In a 2020 interview with Czech Television, the Czechoslovakia defender Jozef Čapkovič noted that despite their side being composed of both Czechs and Slovaks, there was a harmonious atmosphere, "It wasn't ... who was from where, but what we were playing for. We played for Czechoslovakia then. There was absolute peace, cohesion." Panenka agreed, stating that the team "was an excellent bunch, cohesive. The atmosphere was absolutely great ... There was no difference between a Czech and a Slovak " Dobiaš remarked that Czechoslovakia went into the final without "any worries", and were confident following their victory over the Netherlands.

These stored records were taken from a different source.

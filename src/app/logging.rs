//! Usage: Tracing subscriber setup (stderr plus a daily-rolling file in the data dir).

use tracing_subscriber::layer::SubscriberExt;
use tracing_subscriber::util::SubscriberInitExt;

const LOG_FILE_PREFIX: &str = "scholarpath.log";

/// Installs the global subscriber. The returned guard must stay alive for the
/// process lifetime or buffered file output is dropped.
pub fn init() -> Option<tracing_appender::non_blocking::WorkerGuard> {
    let filter = tracing_subscriber::EnvFilter::try_from_default_env()
        .unwrap_or_else(|_| tracing_subscriber::EnvFilter::new("info"));

    let stderr_layer = tracing_subscriber::fmt::layer().with_writer(std::io::stderr);

    // File output is best-effort: an unwritable data dir only disables it.
    let (file_layer, guard) = match crate::infra::app_paths::app_data_dir() {
        Ok(dir) => {
            let appender = tracing_appender::rolling::daily(dir.join("logs"), LOG_FILE_PREFIX);
            let (writer, guard) = tracing_appender::non_blocking(appender);
            let layer = tracing_subscriber::fmt::layer()
                .with_writer(writer)
                .with_ansi(false);
            (Some(layer), Some(guard))
        }
        Err(err) => {
            eprintln!("log file disabled: {err}");
            (None, None)
        }
    };

    tracing_subscriber::registry()
        .with(filter)
        .with(stderr_layer)
        .with(file_layer)
        .init();

    guard
}
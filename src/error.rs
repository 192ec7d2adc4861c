//! # Error Types
//!
//! This module defines error types used throughout the etiqueta library.
//!
//! Transport failures carry the originating [`BridgeError`] as their source,
//! so callers can log the bridge's own message alongside the taxonomy
//! variant. Nothing here retries: a failed operation is reported once and
//! the caller decides what happens next.

use thiserror::Error;

use crate::protocol::gb18030::EncodingError;
use crate::protocol::raster::PixelBufferError;
use crate::transport::ble::TransportState;
use crate::transport::bridge::{BridgeError, DeviceId};

/// Main error type for etiqueta operations
#[derive(Debug, Error)]
pub enum EtiquetaError {
    /// The adapter is off or missing and one initialization attempt did not
    /// bring it up. Requires user action (enable Bluetooth/location).
    #[error("Bluetooth adapter unavailable: {0}")]
    AdapterUnavailable(#[source] BridgeError),

    /// Starting or stopping device discovery failed.
    #[error("Device discovery failed: {0}")]
    DiscoveryFailed(#[source] BridgeError),

    /// The bridge could not establish a connection to the peripheral.
    #[error("Connect to {device} failed: {source}")]
    ConnectFailed {
        device: DeviceId,
        #[source]
        source: BridgeError,
    },

    /// GATT service or characteristic discovery failed after connecting.
    /// Only raised on platforms whose bridge requires explicit resolution.
    #[error("Service resolution on {device} failed: {source}")]
    ServiceResolutionFailed {
        device: DeviceId,
        #[source]
        source: BridgeError,
    },

    /// A chunk write was rejected; the remaining chunks were not attempted.
    #[error("Chunk {index} of {total} failed: {source}")]
    ChunkWriteFailed {
        /// Zero-based index of the failed chunk.
        index: usize,
        /// Total chunks the buffer was split into.
        total: usize,
        #[source]
        source: BridgeError,
    },

    /// The bridge reported a failure while releasing the connection.
    /// Local transport state is reset to Idle regardless.
    #[error("Disconnect from {device} failed: {source}")]
    DisconnectFailed {
        device: DeviceId,
        #[source]
        source: BridgeError,
    },

    /// An operation was issued in a state that does not allow it,
    /// e.g. `open` while a connection is Ready.
    #[error("Cannot {op} while transport is {state:?}")]
    InvalidState {
        op: &'static str,
        state: TransportState,
    },

    /// Label text contains a character with no GB18030 mapping.
    #[error(transparent)]
    Encoding(#[from] EncodingError),

    /// A pixel buffer's data length does not match its dimensions.
    #[error(transparent)]
    PixelBuffer(#[from] PixelBufferError),

    /// Image loading/processing error
    #[error("Image error: {0}")]
    Image(String),
}
//! # BLE Bridge Abstraction
//!
//! [`BleBridge`] is the capability surface the transport drives: adapter
//! lifecycle, discovery, connection, GATT lookup and characteristic
//! writes. The real implementation sits in [`btleplug`]; tests substitute
//! a mock. Every operation completes exactly once; the two listener
//! registrations are long-lived subscriptions that may fire at any time.
//!
//! Bridges differ in two ways the transport must know about, carried in
//! [`BridgeCapabilities`]: whether GATT services need an explicit
//! resolution pass after connecting, and which [`ByteSink`]
//! representation the write path expects.
//!
//! [`btleplug`]: crate::transport::btleplug

use std::fmt;

use async_trait::async_trait;
use thiserror::Error;
use uuid::Uuid;

use crate::transport::sink::ByteSink;

/// Opaque device identifier assigned by the host BLE stack.
///
/// A MAC address on some platforms, a rotating UUID on others. Only ever
/// compared and passed back to the bridge that issued it.
#[derive(Debug, Clone, PartialEq, Eq, Hash)]
pub struct DeviceId(String);

impl DeviceId {
    pub fn new(id: impl Into<String>) -> Self {
        Self(id.into())
    }

    pub fn as_str(&self) -> &str {
        &self.0
    }
}

impl fmt::Display for DeviceId {
    fn fmt(&self, f: &mut fmt::Formatter<'_>) -> fmt::Result {
        f.write_str(&self.0)
    }
}

impl From<&str> for DeviceId {
    fn from(id: &str) -> Self {
        Self(id.to_string())
    }
}

impl From<String> for DeviceId {
    fn from(id: String) -> Self {
        Self(id)
    }
}

/// A device seen during discovery.
///
/// Fires once per advertisement report, so the same device may appear
/// repeatedly with a fresher RSSI.
#[derive(Debug, Clone, PartialEq, Eq)]
pub struct DiscoveredDevice {
    pub id: DeviceId,
    pub name: Option<String>,
    pub rssi: Option<i16>,
}

/// A connection established or dropped.
#[derive(Debug, Clone, PartialEq, Eq)]
pub struct ConnectionChange {
    pub device: DeviceId,
    pub connected: bool,
}

/// Snapshot of the host adapter.
#[derive(Debug, Clone, Copy, PartialEq, Eq)]
pub struct AdapterState {
    /// Radio powered on and usable.
    pub available: bool,
}

/// Failure reported by the host BLE stack.
///
/// Bridges translate their native error types into a message here; the
/// transport wraps it with which operation failed.
#[derive(Debug, Clone, PartialEq, Eq, Error)]
#[error("{0}")]
pub struct BridgeError(String);

impl BridgeError {
    pub fn new(message: impl Into<String>) -> Self {
        Self(message.into())
    }
}

/// Callback invoked for every discovery report.
pub type DeviceFoundListener = Box<dyn Fn(DiscoveredDevice) + Send + Sync>;

/// Callback invoked when a connection is established or dropped.
pub type ConnectionListener = Box<dyn Fn(ConnectionChange) + Send + Sync>;

/// What the transport must know about a bridge, decided once at
/// construction.
#[derive(Debug, Clone, Copy)]
pub struct BridgeCapabilities {
    /// Whether `connect` must be followed by explicit service and
    /// characteristic resolution before writes can be issued. Bridges
    /// that pre-resolve GATT on connect clear this.
    pub needs_service_resolution: bool,
    /// Byte representation the bridge's write path marshals through.
    pub byte_sink: ByteSink,
}

/// Host BLE stack operations the transport consumes.
///
/// All methods are cancel-safe in the sense the transport needs: each
/// maps to one underlying request and is never issued concurrently with
/// another against the same device.
#[async_trait]
pub trait BleBridge: Send + Sync {
    /// Static capability flags for this bridge.
    fn capabilities(&self) -> BridgeCapabilities;

    /// One attempt to bring the adapter up. Called only after
    /// [`adapter_state`] reported the radio unavailable.
    ///
    /// [`adapter_state`]: BleBridge::adapter_state
    async fn init_adapter(&self) -> Result<(), BridgeError>;

    /// Current adapter availability.
    async fn adapter_state(&self) -> Result<AdapterState, BridgeError>;

    /// Begin advertising-report scanning, filtered to devices that
    /// advertise any of `service_ids` (all devices when empty).
    async fn start_discovery(&self, service_ids: &[Uuid]) -> Result<(), BridgeError>;

    /// Stop scanning.
    async fn stop_discovery(&self) -> Result<(), BridgeError>;

    /// Subscribe to discovery reports. Listeners stay registered for the
    /// bridge's lifetime.
    fn on_device_found(&self, listener: DeviceFoundListener);

    /// Subscribe to connection establishment and loss events.
    fn on_connection_state_change(&self, listener: ConnectionListener);

    /// Connect to a previously discovered device.
    async fn connect(&self, device: &DeviceId) -> Result<(), BridgeError>;

    /// Drop the connection to a device.
    async fn disconnect(&self, device: &DeviceId) -> Result<(), BridgeError>;

    /// Resolve and list the device's GATT services.
    async fn services(&self, device: &DeviceId) -> Result<Vec<Uuid>, BridgeError>;

    /// List the characteristics of one service. Requires a prior
    /// [`services`] call on bridges that resolve lazily.
    ///
    /// [`services`]: BleBridge::services
    async fn characteristics(
        &self,
        device: &DeviceId,
        service: Uuid,
    ) -> Result<Vec<Uuid>, BridgeError>;

    /// Write one chunk to a characteristic and wait for the stack's
    /// completion acknowledgment.
    async fn write_characteristic(
        &self,
        device: &DeviceId,
        service: Uuid,
        characteristic: Uuid,
        bytes: &[u8],
    ) -> Result<(), BridgeError>;
}
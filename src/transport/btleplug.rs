//! # btleplug Bridge
//!
//! [`BleBridge`] implementation over the cross-platform btleplug stack,
//! driving the first adapter the platform reports.
//!
//! A background task pumps the adapter's event stream: discovery reports
//! land in the peripheral map (so a [`DeviceId`] can be turned back into a
//! btleplug handle later) and fan out to registered listeners, as do
//! connection and disconnection events.
//!
//! btleplug resolves GATT lazily, so the capability flags request an
//! explicit service-resolution pass after connect. Writes go out
//! with-response, which is what gives the transport its per-chunk
//! completion acknowledgment.
//!
//! Everything here talks to a real radio; the transport's behavior against
//! this interface is tested with a mock bridge instead.

use std::collections::HashMap;
use std::pin::Pin;
use std::sync::{Arc, Mutex};

use async_trait::async_trait;
use btleplug::api::{
    Central, CentralEvent, CentralState, Manager as _, Peripheral as _, ScanFilter, WriteType,
};
use btleplug::platform::{Adapter, Manager, Peripheral, PeripheralId};
use futures::{Stream, StreamExt};
use log::debug;
use tokio::task::JoinHandle;
use uuid::Uuid;

use crate::transport::bridge::{
    AdapterState, BleBridge, BridgeCapabilities, BridgeError, ConnectionChange,
    ConnectionListener, DeviceFoundListener, DeviceId, DiscoveredDevice,
};
use crate::transport::sink::ByteSink;

type EventStream = Pin<Box<dyn Stream<Item = CentralEvent> + Send>>;

#[derive(Default)]
struct Listeners {
    device_found: Vec<DeviceFoundListener>,
    connection: Vec<ConnectionListener>,
}

/// Bridge over the platform's first Bluetooth adapter.
pub struct BtleplugBridge {
    adapter: Adapter,
    peripherals: Arc<Mutex<HashMap<DeviceId, PeripheralId>>>,
    listeners: Arc<Mutex<Listeners>>,
    pump: JoinHandle<()>,
}

impl BtleplugBridge {
    /// Grab the first adapter and start pumping its event stream.
    pub async fn new() -> Result<Self, BridgeError> {
        let manager = Manager::new().await.map_err(bridge_err)?;
        let adapter = manager
            .adapters()
            .await
            .map_err(bridge_err)?
            .into_iter()
            .next()
            .ok_or_else(|| BridgeError::new("No Bluetooth adapter present"))?;

        let peripherals = Arc::new(Mutex::new(HashMap::new()));
        let listeners = Arc::new(Mutex::new(Listeners::default()));
        let events = adapter.events().await.map_err(bridge_err)?;
        let pump = tokio::spawn(pump_events(
            adapter.clone(),
            events,
            Arc::clone(&peripherals),
            Arc::clone(&listeners),
        ));

        Ok(Self {
            adapter,
            peripherals,
            listeners,
            pump,
        })
    }

    /// Resolve a [`DeviceId`] back to the btleplug peripheral handle.
    ///
    /// Only devices that appeared in a discovery report are known.
    async fn peripheral(&self, device: &DeviceId) -> Result<Peripheral, BridgeError> {
        let id = self
            .peripherals
            .lock()
            .unwrap()
            .get(device)
            .cloned()
            .ok_or_else(|| BridgeError::new(format!("Device {device} was never discovered")))?;
        self.adapter.peripheral(&id).await.map_err(bridge_err)
    }
}

impl Drop for BtleplugBridge {
    fn drop(&mut self) {
        self.pump.abort();
    }
}

async fn pump_events(
    adapter: Adapter,
    mut events: EventStream,
    peripherals: Arc<Mutex<HashMap<DeviceId, PeripheralId>>>,
    listeners: Arc<Mutex<Listeners>>,
) {
    while let Some(event) = events.next().await {
        match event {
            // DeviceUpdated re-fires on every advertisement, which keeps
            // RSSI current for callers that sort by signal strength
            CentralEvent::DeviceDiscovered(id) | CentralEvent::DeviceUpdated(id) => {
                let device = DeviceId::new(id.to_string());
                peripherals
                    .lock()
                    .unwrap()
                    .insert(device.clone(), id.clone());

                let (name, rssi) = match adapter.peripheral(&id).await {
                    Ok(peripheral) => match peripheral.properties().await {
                        Ok(Some(props)) => (props.local_name, props.rssi),
                        _ => (None, None),
                    },
                    Err(_) => (None, None),
                };
                let report = DiscoveredDevice {
                    id: device,
                    name,
                    rssi,
                };
                for listener in &listeners.lock().unwrap().device_found {
                    listener(report.clone());
                }
            }
            CentralEvent::DeviceConnected(id) => notify_connection(&listeners, &id, true),
            CentralEvent::DeviceDisconnected(id) => notify_connection(&listeners, &id, false),
            _ => {}
        }
    }
    debug!("Adapter event stream ended");
}

fn notify_connection(listeners: &Mutex<Listeners>, id: &PeripheralId, connected: bool) {
    let change = ConnectionChange {
        device: DeviceId::new(id.to_string()),
        connected,
    };
    for listener in &listeners.lock().unwrap().connection {
        listener(change.clone());
    }
}

fn bridge_err(e: impl std::fmt::Display) -> BridgeError {
    BridgeError::new(e.to_string())
}

#[async_trait]
impl BleBridge for BtleplugBridge {
    fn capabilities(&self) -> BridgeCapabilities {
        BridgeCapabilities {
            needs_service_resolution: true,
            byte_sink: ByteSink::Unsigned,
        }
    }

    async fn init_adapter(&self) -> Result<(), BridgeError> {
        // btleplug cannot power the radio on, so one more state check is
        // the whole initialization attempt
        let state = self.adapter.adapter_state().await.map_err(bridge_err)?;
        if matches!(state, CentralState::PoweredOn) {
            Ok(())
        } else {
            Err(BridgeError::new("Bluetooth adapter is powered off"))
        }
    }

    async fn adapter_state(&self) -> Result<AdapterState, BridgeError> {
        let state = self.adapter.adapter_state().await.map_err(bridge_err)?;
        Ok(AdapterState {
            available: matches!(state, CentralState::PoweredOn),
        })
    }

    async fn start_discovery(&self, service_ids: &[Uuid]) -> Result<(), BridgeError> {
        let filter = ScanFilter {
            services: service_ids.to_vec(),
        };
        self.adapter.start_scan(filter).await.map_err(bridge_err)
    }

    async fn stop_discovery(&self) -> Result<(), BridgeError> {
        self.adapter.stop_scan().await.map_err(bridge_err)
    }

    fn on_device_found(&self, listener: DeviceFoundListener) {
        self.listeners.lock().unwrap().device_found.push(listener);
    }

    fn on_connection_state_change(&self, listener: ConnectionListener) {
        self.listeners.lock().unwrap().connection.push(listener);
    }

    async fn connect(&self, device: &DeviceId) -> Result<(), BridgeError> {
        self.peripheral(device)
            .await?
            .connect()
            .await
            .map_err(bridge_err)
    }

    async fn disconnect(&self, device: &DeviceId) -> Result<(), BridgeError> {
        self.peripheral(device)
            .await?
            .disconnect()
            .await
            .map_err(bridge_err)
    }

    async fn services(&self, device: &DeviceId) -> Result<Vec<Uuid>, BridgeError> {
        let peripheral = self.peripheral(device).await?;
        peripheral.discover_services().await.map_err(bridge_err)?;
        Ok(peripheral.services().iter().map(|s| s.uuid).collect())
    }

    async fn characteristics(
        &self,
        device: &DeviceId,
        service: Uuid,
    ) -> Result<Vec<Uuid>, BridgeError> {
        let peripheral = self.peripheral(device).await?;
        Ok(peripheral
            .characteristics()
            .into_iter()
            .filter(|c| c.service_uuid == service)
            .map(|c| c.uuid)
            .collect())
    }

    async fn write_characteristic(
        &self,
        device: &DeviceId,
        service: Uuid,
        characteristic: Uuid,
        bytes: &[u8],
    ) -> Result<(), BridgeError> {
        let peripheral = self.peripheral(device).await?;
        let target = peripheral
            .characteristics()
            .into_iter()
            .find(|c| c.service_uuid == service && c.uuid == characteristic)
            .ok_or_else(|| {
                BridgeError::new(format!("Characteristic {characteristic} is not resolved"))
            })?;
        peripheral
            .write(&target, bytes, WriteType::WithResponse)
            .await
            .map_err(bridge_err)
    }
}
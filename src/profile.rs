//! # Printer Profiles
//!
//! Per-model configuration: which BLE identifiers to scan for and write
//! to, and the head geometry that turns millimeters into dots. These are
//! settings, not protocol constants; add a profile per printer model
//! rather than scattering UUIDs through call sites.

use uuid::Uuid;

/// Identity and geometry of one printer model.
///
/// | Field                  | Used by                               |
/// |------------------------|---------------------------------------|
/// | `advertised_service`   | discovery filter in `open`            |
/// | `write_service`        | GATT resolution and writes            |
/// | `write_characteristic` | chunked writes                        |
/// | `dpi`, `print_width_mm`| layout math before building commands  |
#[derive(Debug, Clone, PartialEq, Eq)]
pub struct PrinterProfile {
    /// Advertised device name, for picking a device out of scan results.
    pub device_name: &'static str,
    /// Service UUID present in the advertisement packet.
    pub advertised_service: Uuid,
    /// Service that owns the write characteristic.
    pub write_service: Uuid,
    /// Characteristic that accepts command bytes.
    pub write_characteristic: Uuid,
    /// Print head resolution in dots per inch.
    pub dpi: u32,
    /// Printable width in millimeters.
    pub print_width_mm: u32,
}

impl PrinterProfile {
    /// HPRT HM-A300 mobile label printer, 203 dpi over a 72 mm head.
    pub const HM_A300: PrinterProfile = PrinterProfile {
        device_name: "HM-A300",
        advertised_service: Uuid::from_u128(0x0000FEE7_0000_1000_8000_00805F9B34FB),
        write_service: Uuid::from_u128(0x0000FF00_0000_1000_8000_00805F9B34FB),
        write_characteristic: Uuid::from_u128(0x0000FF02_0000_1000_8000_00805F9B34FB),
        dpi: 203,
        print_width_mm: 72,
    };

    /// Dots per millimeter for this head.
    #[inline]
    pub fn dots_per_mm(&self) -> f32 {
        self.dpi as f32 / 25.4
    }

    /// Convert a millimeter measure to dots, rounded to nearest.
    #[inline]
    pub fn mm_to_dots(&self, mm: f32) -> u32 {
        (mm * self.dots_per_mm()).round() as u32
    }

    /// Full printable width in dots.
    #[inline]
    pub fn print_width_dots(&self) -> u32 {
        self.mm_to_dots(self.print_width_mm as f32)
    }
}

impl Default for PrinterProfile {
    fn default() -> Self {
        Self::HM_A300
    }
}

The French newspaper L'Équipe reported that "this final showed a great dialogue between the playful ease of [Czechoslovakia] and the German football machine. Previously hardly known dimensions were reached." Belgrade's Politika noted that "Czechoslovakia and the Federal Republic left nothing to owe the spectators and played a football dignified of the final. [Czechoslovakia] is completely deservedly the new champion. The Germans endured the failure calmly and stoically." In Italy, Corriere dello Sport reported that "The success has rewarded the unquestionably better team. Germany was deadly wounded in the short time span of 18 minutes in the first half. The Germans have lost the European crown they had won in Brussels in 1972, but they have confirmed that they are an absolutely world class team."

In the following international tournament, the 1978 FIFA World Cup, Czechoslovakia failed to progress past their qualifying group, finishing behind Scotland. West Germany automatically qualified as champions of the 1974 FIFA World Cup but were knocked in the second group stage, placing third behind the Netherlands and Italy.